I did not expect to be rejected in competitions for years, at 2nd and 3rd interviews, but here we are. Now the market is tougher, and employers have their pickings of candidates experienced with popular technologies. I may be completely screwed, but now racing to save my career.

I have a choice to make. From best to worst, as I imagine:

a) focus on accruing more FOSS contribution experience, highlight this everywhere (including blog/homepage), then network aggressively. How much, I have no idea. Banking on the idea that demonstrated experience trumps everything, and that dinky personal projects like CS graduates do won’t impress, particularly not from an intermediate developer.

b) develop a “big” project e.g. saas, idk. This could require way more time than I’d like, and I don’t want to do it. I still would.

c-1) Pivot to IT. I could grind out certs in the former case in a few months time. Less ideal than coding. Were the market as competitive as it is for software, I’d be placing myself in the same situation, making it a waste of time.

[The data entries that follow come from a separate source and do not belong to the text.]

//! HTTP middleware for authentication, rate limiting, etc.

use crate::auth::{claims_to_session, dev_session, extract_bearer_token, validate_token};
use crate::state::UserSession;
use crate::{ApiError, AppState};
use axum::{
    body::Body,
    extract::State,
    http::{HeaderValue, Request},
    middleware::Next,
    response::Response,
};
use governor::{state::keyed::DefaultKeyedStateStore, Quota, RateLimiter};
use std::num::NonZeroU32;
use std::sync::Arc;

/// Header carrying the request id back to the client
pub const REQUEST_ID_HEADER: &str = "x-dropbox-request-id";

/// Rate limiter type
pub type KeyedRateLimiter =
    RateLimiter<String, DefaultKeyedStateStore<String>, governor::clock::DefaultClock>;

/// Create a rate limiter
pub fn create_rate_limiter(requests_per_second: u32) -> Arc<KeyedRateLimiter> {
    let rps = NonZeroU32::new(requests_per_second).unwrap_or(NonZeroU32::MIN);
    Arc::new(RateLimiter::keyed(Quota::per_second(rps)))
}

/// Authentication middleware
pub async fn auth_middleware(
    State(state): State<Arc<AppState>>,
    mut request: Request<Body>,
    next: Next,
) -> Result<Response, ApiError> {
    // Skip auth if disabled
    if !state.config.auth_enabled {
        request.extensions_mut().insert(dev_session());
        return Ok(next.run(request).await);
    }

    let header = request
        .headers()
        .get("Authorization")
        .and_then(|h| h.to_str().ok())
        .ok_or_else(|| ApiError::unauthorized("invalid_access_token", "Authentication required"))?;
    let token = extract_bearer_token(header).ok_or_else(|| {
        ApiError::unauthorized("invalid_access_token", "Invalid Authorization header format")
    })?;
    let secret = state
        .config
        .jwt_secret
        .as_ref()
        .ok_or_else(|| ApiError::Internal("JWT secret not configured".into()))?;

    let session = claims_to_session(validate_token(token, secret)?);
    if session.is_expired() {
        return Err(ApiError::unauthorized("expired_access_token", "Token has expired"));
    }

    request.extensions_mut().insert(session);
    Ok(next.run(request).await)
}

/// Rate limiting middleware
pub async fn rate_limit_middleware(
    State(limiter): State<Arc<KeyedRateLimiter>>,
    request: Request<Body>,
    next: Next,
) -> Result<Response, ApiError> {
    // Session is present once the auth layer ran
    let user_id = request
        .extensions()
        .get::<UserSession>()
        .map(|s| s.user_id.clone())
        .unwrap_or_else(|| "anonymous".to_string());

    if limiter.check_key(&user_id).is_err() {
        return Err(ApiError::RateLimited { retry_after: 1 });
    }

    Ok(next.run(request).await)
}

/// Request ID middleware - adds the request id header
pub async fn request_id_middleware(mut request: Request<Body>, next: Next) -> Response {
    let request_id = uuid::Uuid::new_v4().simple().to_string();
    request
        .extensions_mut()
        .insert(RequestId(request_id.clone()));

    let mut response = next.run(request).await;
    if let Ok(value) = HeaderValue::from_str(&request_id) {
        response.headers_mut().insert(REQUEST_ID_HEADER, value);
    }
    response
}

/// Request ID extension
#[derive(Clone)]
pub struct RequestId(pub String);

/// Logging middleware
pub async fn logging_middleware(request: Request<Body>, next: Next) -> Response {
    let method = request.method().clone();
    let uri = request.uri().clone();
    let request_id = request.extensions().get::<RequestId>().map(|r| r.0.clone());
    let start = std::time::Instant::now();

    let response = next.run(request).await;

    tracing::info!(
        method = %method,
        uri = %uri,
        request_id = request_id.as_deref().unwrap_or("-"),
        status = %response.status().as_u16(),
        duration_ms = %start.elapsed().as_millis(),
        "Request completed"
    );

    response
}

c-2) do this for devops instead (Docker, Kubernetes certs). As I understand it, these are usually senior positions (internal promotions?), so coming in as an outsider without the tech stack exp may not fly.

d) write often, share it, pivot to what may value communication skills like technical sales.

Some wisdom and an extra pair of eyes would be much appreciated. Am I missing something? I’m trying to check boxes to appear like an obvious asset. Maybe broadcasting more will boost trustworthiness, I don’t have a good read on what tracks the most outside of worksplace experience.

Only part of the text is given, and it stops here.